We were very happy to receive the nice picture of the Gerauer meeting. To judge from it, Walther has become a strong big boy. I can imagine how much fun you had; for, when you have not seen one another for such a long time, you have a lot of stories to tell. How are Walther’s mother and sister doing? What do they do for a living? In your last letter you were amazed about all the good news, but, I am afraid, today I have very sad news for you.

Just imagine: Herbert Gottschall from Klein Gerau, who has just married in Amsterdam, passed away from a heart attack on Sunday, during the card game.

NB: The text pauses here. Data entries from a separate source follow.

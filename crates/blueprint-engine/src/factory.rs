//! Built-in [`MetaFactory`] realizations (§4.7 a/b/c).

use std::collections::BTreeMap;
use std::sync::Arc;

use blueprint_types::{ConcreteValue, Type};

use crate::registry::SchemaRegistry;
use crate::schema::{Field, FactoryError, FieldKind, MetaFactory, RecordSchema};

/// (a) **Standard**: namespace lookup against the process registry, with
/// aliases and a qualified `module:attr` form.
///
/// `from_string` first checks `aliases`, then tries the token directly as a
/// short name in `namespace`, falling back to a `namespace:name` split when
/// the token itself contains a colon (the "qualified" form).
pub struct StandardMetaFactory {
    registry: Arc<SchemaRegistry>,
    namespace: String,
    aliases: BTreeMap<String, String>,
    default_name: Option<String>,
}

impl StandardMetaFactory {
    pub fn new(registry: Arc<SchemaRegistry>, namespace: impl Into<String>) -> Self {
        StandardMetaFactory {
            registry,
            namespace: namespace.into(),
            aliases: BTreeMap::new(),
            default_name: None,
        }
    }

    pub fn with_alias(mut self, alias: impl Into<String>, target: impl Into<String>) -> Self {
        self.aliases.insert(alias.into(), target.into());
        self
    }

    pub fn with_default(mut self, name: impl Into<String>) -> Self {
        self.default_name = Some(name.into());
        self
    }

    fn resolve_name(&self, token: &str) -> (String, String) {
        if let Some((namespace, name)) = token.split_once(':') {
            (namespace.to_string(), name.to_string())
        } else {
            let resolved = self.aliases.get(token).cloned().unwrap_or_else(|| token.to_string());
            (self.namespace.clone(), resolved)
        }
    }
}

impl MetaFactory for StandardMetaFactory {
    fn unspecified_factory(&self) -> Option<Arc<RecordSchema>> {
        let name = self.default_name.as_ref()?;
        self.registry.get(&self.namespace, name)
    }

    fn from_string(&self, token: &str) -> Result<Arc<RecordSchema>, FactoryError> {
        let (namespace, name) = self.resolve_name(token);
        self.registry
            .get(&namespace, &name)
            .ok_or_else(|| FactoryError::UnknownSubtype {
                token: token.to_string(),
                valid: self.registered_factories().into_iter().map(|(n, _)| n).collect(),
            })
    }

    fn registered_factories(&self) -> Vec<(String, Arc<RecordSchema>)> {
        self.registry
            .namespace_names()
            .into_iter()
            .filter(|(ns, _)| ns == &self.namespace)
            .filter_map(|(ns, name)| self.registry.get(&ns, &name).map(|s| (name, s)))
            .collect()
    }
}

/// (b) **Subclass**: a closed, explicitly-enumerated set of subtypes chosen
/// by a discriminator token, rather than an open namespace lookup. The
/// discriminator values and their schemas are supplied up front (the process
/// of discovering "modules implementing a given behavior" is itself a
/// compile-time / declarative-DSL concern, out of scope per §1).
pub struct SubclassMetaFactory {
    variants: Vec<(String, Arc<RecordSchema>)>,
    default_index: Option<usize>,
}

impl SubclassMetaFactory {
    pub fn new(variants: Vec<(String, Arc<RecordSchema>)>) -> Self {
        SubclassMetaFactory {
            variants,
            default_index: None,
        }
    }

    pub fn with_default(mut self, name: &str) -> Self {
        self.default_index = self.variants.iter().position(|(n, _)| n == name);
        self
    }
}

impl MetaFactory for SubclassMetaFactory {
    fn unspecified_factory(&self) -> Option<Arc<RecordSchema>> {
        self.default_index.map(|i| self.variants[i].1.clone())
    }

    fn from_string(&self, token: &str) -> Result<Arc<RecordSchema>, FactoryError> {
        self.variants
            .iter()
            .find(|(n, _)| n == token)
            .map(|(_, s)| s.clone())
            .ok_or_else(|| FactoryError::UnknownSubtype {
                token: token.to_string(),
                valid: self.variants.iter().map(|(n, _)| n.clone()).collect(),
            })
    }

    fn registered_factories(&self) -> Vec<(String, Arc<RecordSchema>)> {
        self.variants.clone()
    }
}

/// A parsed `module:name/arity` or bare `name/arity` function reference.
#[derive(Debug, Clone, PartialEq, Eq)]
pub struct FunctionRef {
    pub module: Option<String>,
    pub name: String,
    pub arity: usize,
}

impl FunctionRef {
    pub fn parse(token: &str, default_module: Option<&str>) -> Result<FunctionRef, FactoryError> {
        let (qualifier, rest) = match token.split_once(':') {
            Some((module, rest)) => (Some(module.to_string()), rest),
            None => (default_module.map(str::to_string), token),
        };
        let (name, arity_str) = rest.split_once('/').ok_or_else(|| FactoryError::MalformedFunctionRef {
            token: token.to_string(),
            reason: "expected 'name/arity'".to_string(),
        })?;
        let arity = arity_str.parse::<usize>().map_err(|_| FactoryError::MalformedFunctionRef {
            token: token.to_string(),
            reason: format!("'{arity_str}' is not a valid arity"),
        })?;
        if name.is_empty() {
            return Err(FactoryError::MalformedFunctionRef {
                token: token.to_string(),
                reason: "function name is empty".to_string(),
            });
        }
        Ok(FunctionRef {
            module: qualifier,
            name: name.to_string(),
            arity,
        })
    }

    pub fn canonical(&self) -> String {
        match &self.module {
            Some(m) => format!("{m}:{}/{}", self.name, self.arity),
            None => format!("{}/{}", self.name, self.arity),
        }
    }
}

/// (c) **Function**: resolves a callable reference via `module:name/arity`
/// (or bare `name/arity` against `default_module`). The selected subtype is
/// a single-field record carrying the parsed reference as its `value` field,
/// so downstream walking treats it uniformly with record/tuple/map-schema
/// subtypes.
pub struct FunctionMetaFactory {
    default_module: Option<String>,
    arity: Option<usize>,
}

impl FunctionMetaFactory {
    pub fn new(default_module: Option<String>, arity: Option<usize>) -> Self {
        FunctionMetaFactory { default_module, arity }
    }

    fn schema_for(&self, reference: FunctionRef) -> Arc<RecordSchema> {
        let field = Field::new("value", FieldKind::Scalar(Type::Function(self.arity)))
            .with_default(ConcreteValue::String(reference.canonical()));
        Arc::new(RecordSchema::new(vec![field]))
    }
}

impl MetaFactory for FunctionMetaFactory {
    fn unspecified_factory(&self) -> Option<Arc<RecordSchema>> {
        None
    }

    fn from_string(&self, token: &str) -> Result<Arc<RecordSchema>, FactoryError> {
        let reference = FunctionRef::parse(token, self.default_module.as_deref())?;
        if let Some(expected) = self.arity {
            if reference.arity != expected {
                return Err(FactoryError::MalformedFunctionRef {
                    token: token.to_string(),
                    reason: format!("expected arity {expected}, got {}", reference.arity),
                });
            }
        }
        Ok(self.schema_for(reference))
    }

    fn registered_factories(&self) -> Vec<(String, Arc<RecordSchema>)> {
        Vec::new()
    }
}
//! Post-construction mungers and validators (§4.8).
//!
//! This crate provides the per-record "derive, then check" step applied
//! after the lazy evaluator has produced a record's fields. It knows nothing
//! about schemas or thunks — `blueprint-engine` drives the post-order
//! traversal over nested records and invokes [`munge_and_validate`] once per
//! record, innermost first.

mod error;
mod munger;
mod plan;
mod validator;

pub use error::{ValidationError, ValidationIssue};
pub use munger::Munger;
pub use plan::{munge_and_validate, FieldPlan, RecordPlan};
pub use validator::{FieldValidator, RecordValidator, ValidatorOutcome};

This is just not possible! A healthy young man of only 30, and his wife is expecting their first child in 4 weeks and his parents who moved to Frankfurt recently, they wanted to emigrate to him. What will happen to his parents – we must wait and see. Herbert had some problem with his heart, they say. Man proposes, God disposes.

You wrote that Stanley is also doing photos now; I assume you had helped him to get his equipment.

On Thursday I drive to Bemburg to Alex’ 70th Birthday and want to surprise them. Berthel is also at home and will stay for a few weeks to have her things put together for the emigration; then she has a few things to finish, then she will get married and in May she will leave.

If you need some small things, she can take them with her. Max Guthmann’s children too are going to leave soon. Their paperwork is now in Stuttgart. Salomon’s first furniture pieces were put temporarily into the new place yesterday; they, too, will leave in 6 weeks.

Hede is in Darmstadt today to take English classes with Miss Kätsch. She goes there weekly. First this woman used to come here, but now it is not worth her time to travel here.

You have asked about different monies to come in. Gruning: still 1900 owing. Schneider 4000.-, Knoblauch 3300; He has to pay by August since he will sell a piece of real estate for that amount. Scherer still owes his brother- in-law 2000 that he has to repay by June 1939; He holds Scherer’s money for the house. We’ll get 2500 Marks from Schulz soon, via the Bausparkasse in Darmstadt, as it was held from him in December? W. Anthesstill owes 9.5; he pays weekly but slowly. The Waldehereinigung (Waldenser-Einigung?) bought some land from them I’ll get 700, but one must be extremely patient with them.

Well, I guess I have reported just about everything I had. Say hello to all and warm kisses from your Father.

Letterhead:

We are sewing today with Betty. Father told you everything; Should we send you the Beethoven discs from here, if the opportunity arises? You had bought them back then. What do you think about Father going to Bemburg? I had talked him into it.

Warm greetings. Do you also have nice weather?

Mrs. Kossmann. Betty and Hede are saying hello.